Казалось бы, в чём интрига? Начнём с имени автора. Московский поэт Юрий Коньков – один из многих – хороших – российских поэтов, несколько известных в некоторых кругах. Насколько известных, измерить, как всегда, нечем. Поиск по блогам Яндекса «стихи Конькова» не опознает, фамилия распространенная, индекс народной цитируемости – низкий. В то же время Конькова хорошо знает Журнальный зал, а именно журналы «Нева», «Октябрь», «Дети Ра». Знают его литературные фестивали и прочие оффлайновые события.

Неплохая, в общем-то, судьба автора для нашего времени, где, по выражению того же Конькова, «поэт в России больше, чем людей».

Изобилие действующих, активных поэтов за последние пятнадцать-семнадцать лет формировалось, благодаря Интернету, на наших глазах. Шутки шутками, а года до двухтысячного само слово «поэт» было привязано для меня к толстым журналам и книжной полке, объекты на которую попадали как-то сами, в обход окружающих людей. Немыслимым казалось, чтобы кто-то из ближнего круга поэтом самоназвался и, более того, где-то что-то опубликовал, публикации были уделом избранных. Эпоха Интернета позволила долгие версты между созданным текстом и его читателем преодолевать одним кликом. Более того, оказалось, что каждый из нас – весьма не один во вселенной. Пишущие тогда узнавали друг друга и друг о друге через первые стихотворные сайты, прежде всего – через «Термитник поэзии» и Стихи.ру, с пьянящей жадностью братались, сбивались в литературные компании, выращивали объединенные смыслы, придумывали способы литературного существования. Мы начинали существовать в глазах друг друга, впервые обозначая свой статус – в то время, когда критика за большими литературными открытиями попросту не поспевала, не успела перефокусироваться1.

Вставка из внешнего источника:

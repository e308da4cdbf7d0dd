//! TOML version files (`Cargo.toml`, `pyproject.toml`, ...)

use std::path::Path;

use bumpkit_core::error::{AdapterError, Result};
use toml_edit::{value, DocumentMut, Item};
use tracing::{debug, instrument};

use crate::traits::{read_file, write_file, VersionFile};

/// Tables searched for a `version` key, in order; top level last
const VERSION_TABLES: &[&str] = &["package", "project", "tool.poetry"];

/// `version` in `[package]`, `[project]`, `[tool.poetry]` or at the top level
#[derive(Debug, Clone, Copy, Default)]
pub struct TomlVersionFile;

impl TomlVersionFile {
    /// Create a new TOML version file handler
    pub fn new() -> Self {
        Self
    }

    fn load(path: &Path) -> Result<DocumentMut> {
        let content = read_file(path)?;
        content.parse().map_err(|e: toml_edit::TomlError| {
            AdapterError::ParseError {
                path: path.to_path_buf(),
                message: e.to_string(),
            }
            .into()
        })
    }
}

/// Mutable `version` item, if the document has one as a string
fn version_item<'a>(doc: &'a mut DocumentMut) -> Option<&'a mut Item> {
    let mut found: Option<Vec<&str>> = None;
    for table in VERSION_TABLES {
        let keys: Vec<&str> = table.split('.').collect();
        if lookup(doc.as_item(), &keys).is_some() {
            found = Some(keys);
            break;
        }
    }

    let mut item = doc.as_item_mut();
    for key in found.unwrap_or_default() {
        item = item.get_mut(key)?;
    }
    let version = item.get_mut("version")?;
    version.is_str().then_some(version)
}

fn lookup<'a>(item: &'a Item, keys: &[&str]) -> Option<&'a str> {
    let mut item = item;
    for key in keys {
        item = item.get(key)?;
    }
    item.get("version")?.as_str()
}

impl VersionFile for TomlVersionFile {
    fn name(&self) -> &'static str {
        "toml"
    }

    fn detect(&self, path: &Path) -> bool {
        path.extension().is_some_and(|ext| ext == "toml")
    }

    fn read_version(&self, path: &Path) -> Result<String> {
        let mut doc = Self::load(path)?;
        version_item(&mut doc)
            .and_then(|item| item.as_str())
            .map(str::to_string)
            .ok_or_else(|| AdapterError::MissingVersion(path.to_path_buf()).into())
    }

    #[instrument(skip(self), fields(path = %path.display()))]
    fn write_version(&self, path: &Path, version: &str) -> Result<()> {
        let mut doc = Self::load(path)?;
        let Some(item) = version_item(&mut doc) else {
            return Err(AdapterError::MissingVersion(path.to_path_buf()).into());
        };

        // Keep the decor (comments, spacing) of the original value
        let decor = item.as_value().map(|v| v.decor().clone());
        *item = value(version);
        if let (Some(decor), Some(new)) = (decor, item.as_value_mut()) {
            *new.decor_mut() = decor;
        }

        write_file(path, &doc.to_string())?;
        debug!(version, "updated toml version");
        Ok(())
    }
}
//! Version strategy types

use bumpkit_core::ReleaseType;
use serde::{Deserialize, Serialize};

/// Version components
#[derive(Debug, Clone, PartialEq, Eq, Serialize, Deserialize)]
pub struct VersionComponents {
    /// Major version
    pub major: u64,
    /// Minor version
    pub minor: u64,
    /// Patch version
    pub patch: u64,
    /// Pre-release identifier
    pub prerelease: Option<String>,
    /// Build metadata
    pub build: Option<String>,
}

impl VersionComponents {
    /// Create new version components
    pub fn new(major: u64, minor: u64, patch: u64) -> Self {
        Self {
            major,
            minor,
            patch,
            prerelease: None,
            build: None,
        }
    }

    /// Set prerelease
    pub fn with_prerelease(mut self, prerelease: impl Into<String>) -> Self {
        self.prerelease = Some(prerelease.into());
        self
    }

    /// Set build metadata
    pub fn with_build(mut self, build: impl Into<String>) -> Self {
        self.build = Some(build.into());
        self
    }

    /// Whether this is a pre-release
    pub fn is_prerelease(&self) -> bool {
        self.prerelease.is_some()
    }

    /// Convert to string representation
    pub fn to_version_string(&self) -> String {
        let mut v = format!("{}.{}.{}", self.major, self.minor, self.patch);

        if let Some(pre) = &self.prerelease {
            v.push('-');
            v.push_str(pre);
        }

        if let Some(build) = &self.build {
            v.push('+');
            v.push_str(build);
        }

        v
    }
}

impl std::fmt::Display for VersionComponents {
    fn fmt(&self, f: &mut std::fmt::Formatter<'_>) -> std::fmt::Result {
        write!(f, "{}", self.to_version_string())
    }
}

/// Type of version bump
#[derive(Debug, Clone, Copy, PartialEq, Eq, Hash, Serialize, Deserialize)]
#[serde(rename_all = "lowercase")]
pub enum BumpType {
    /// Major version bump (breaking changes)
    Major,
    /// Minor version bump (new features)
    Minor,
    /// Patch version bump (bug fixes)
    Patch,
    /// Next pre-release of the current version
    Prerelease,
}

impl BumpType {
    /// Get the higher priority bump type
    pub fn max(self, other: Self) -> Self {
        use BumpType::*;
        match (self, other) {
            (Major, _) | (_, Major) => Major,
            (Minor, _) | (_, Minor) => Minor,
            (Patch, _) | (_, Patch) => Patch,
            (Prerelease, Prerelease) => Prerelease,
        }
    }
}

impl From<ReleaseType> for BumpType {
    fn from(release_type: ReleaseType) -> Self {
        match release_type {
            ReleaseType::Major => Self::Major,
            ReleaseType::Minor => Self::Minor,
            ReleaseType::Patch => Self::Patch,
        }
    }
}

impl std::fmt::Display for BumpType {
    fn fmt(&self, f: &mut std::fmt::Formatter<'_>) -> std::fmt::Result {
        match self {
            Self::Major => write!(f, "major"),
            Self::Minor => write!(f, "minor"),
            Self::Patch => write!(f, "patch"),
            Self::Prerelease => write!(f, "prerelease"),
        }
    }
}
//! Version command

use clap::Args;
use console::style;
use serde::Serialize;
use tracing::info;

use bumpkit_core::workflow::tag_prefix;
use bumpkit_core::types::ReleaseType;
use bumpkit_git::{GitRepo, VersionControl};

use crate::cli::{output, Cli, OutputFormat};
use crate::workflow::{current_version, plan_release, CurrentVersion, PlanOptions};

/// Show the current version and the recommended next version
#[derive(Debug, Args)]
pub struct VersionCommand {
    /// Force a specific release type
    #[arg(short, long)]
    pub release_as: Option<ReleaseType>,

    /// Compute a pre-release, optionally with an identifier
    #[arg(long, value_name = "ID", num_args = 0..=1, default_missing_value = "")]
    pub prerelease: Option<String>,

    /// Show current version only
    #[arg(long)]
    pub current: bool,
}

#[derive(Serialize)]
struct VersionReport<'a> {
    current: &'a str,
    next: &'a str,
    release_type: ReleaseType,
    reason: &'a str,
    commits: usize,
}

impl VersionCommand {
    /// Execute the version command
    pub fn execute(&self, cli: &Cli) -> anyhow::Result<()> {
        info!(release_as = ?self.release_as, current = self.current, "executing version command");
        let cwd = cli.working_dir()?;
        let config = cli.load_config()?;
        let repo = GitRepo::discover(&cwd)?;

        if self.current {
            let latest = repo.latest_version_tag(tag_prefix(&config))?;
            let current = current_version(&config, &cwd, latest.as_ref());
            return self.output_current(&current, cli);
        }

        let options = PlanOptions {
            release_as: self.release_as,
            prerelease: self.prerelease.clone(),
        };
        let plan = plan_release(&config, &cwd, &repo, &options)?;

        let report = VersionReport {
            current: &plan.current.version,
            next: &plan.next_version,
            release_type: plan.release_type,
            reason: &plan.recommendation.reason,
            commits: plan.commits.len(),
        };

        match cli.format {
            OutputFormat::Json => output::json(&report)?,
            OutputFormat::Text => {
                if cli.quiet {
                    println!("{}", report.next);
                    return Ok(());
                }
                println!("{}", output::header("Version"));
                println!(
                    "{}",
                    output::key_value(
                        "current",
                        &format!(
                            "{} ({})",
                            output::version_style().apply_to(report.current),
                            plan.current.source
                        )
                    )
                );
                println!(
                    "{}",
                    output::key_value(
                        "next",
                        &output::version_style().apply_to(report.next).to_string()
                    )
                );
                println!(
                    "{}",
                    output::key_value("release", &report.release_type.to_string())
                );
                println!("{}", output::key_value("commits", &report.commits.to_string()));
                println!("  {}", style(report.reason).dim());
            }
        }

        Ok(())
    }

    fn output_current(&self, current: &CurrentVersion, cli: &Cli) -> anyhow::Result<()> {
        match cli.format {
            OutputFormat::Json => output::json(current)?,
            OutputFormat::Text => println!("{}", current.version),
        }
        Ok(())
    }
}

Мы все уже это прошли, как-то пережили погружение в необъятный цех, где всех достойно пишущих ни прочитать, ни упомнить, и всякий, кто возьмется, упустит полтыщи. Мы смирились с этим, разошлись по просторам одной виртуальной шестой, застолбили участки под маленькое, но свое поэтическое высказывание. Кто-то в цеху растворился, кто-то за эти годы перестал писать вовсе. Из этого сетевого поколения – в глазах читателей – вышли Михаил Шерб и Наиля Ямакова, Оля Хохлова и Елена Гуляева, Дмитрий Легеза и Герман Власов, Ксения Маренникова и Яшка Казанова, Алексей Ивантер и Михаил Гофайзен, Полина Синева и Лена Элтанг, в то время писавшая только стихи, и многие-многие другие.

На сетевых ресурсах того времени регистрировались и маститые, состоявшиеся уже литераторы, члены союзов, сотрудники журналов. Но им эта игра в песочнице была уже не очень понятна и не очень полезна. Основными потребителями этой общности, этого кумулятивного эффекта, конечно, были мы – те, кто становился собой, отталкиваясь от других, оформлялся на фоне других. Менеджеры, инженеры, программисты, дипломатические работники, директора и их подчиненные – мы все внезапно оказались литераторами, лишенными при этом понимания: где вертикаль, куда развиваться, как издаваться, что дальше. И как воздух нужна была какая-то организующая сила, какая-то новая практика существования. Одним из ранних организаторов сетевой поэзии был и Юрий Коньков.

Уже в 2001 году благодаря ему и другим спонсорам-организаторам поэты впервые собрались в пансионате «Липки», на неофициальный тогда слет. В 2002 году Коньков стал одним из основателей лито «Рука Москвы», выросшего из кухонного, междусобойного сайтика на narod.ru – так называемого «Ракитника». Затем была руководящая роль на «Термитнике», затем – и по сей день – работа над быстро набравшим популярность оффлайновым журналом «Homo Legens».

Возможно, именно публичность положения в литературе до сих пор ведет к особой закрытости текстов Юрия Конькова. Как бы то ни было, при кажущейся формальной простоте эти стихи требуют двойного, тройного прохода, будто автор, вряд ли осознанно, жульничает с подачей.

Вот в этой двойственности я и попробую сейчас разобраться на примере двух поэтических книг.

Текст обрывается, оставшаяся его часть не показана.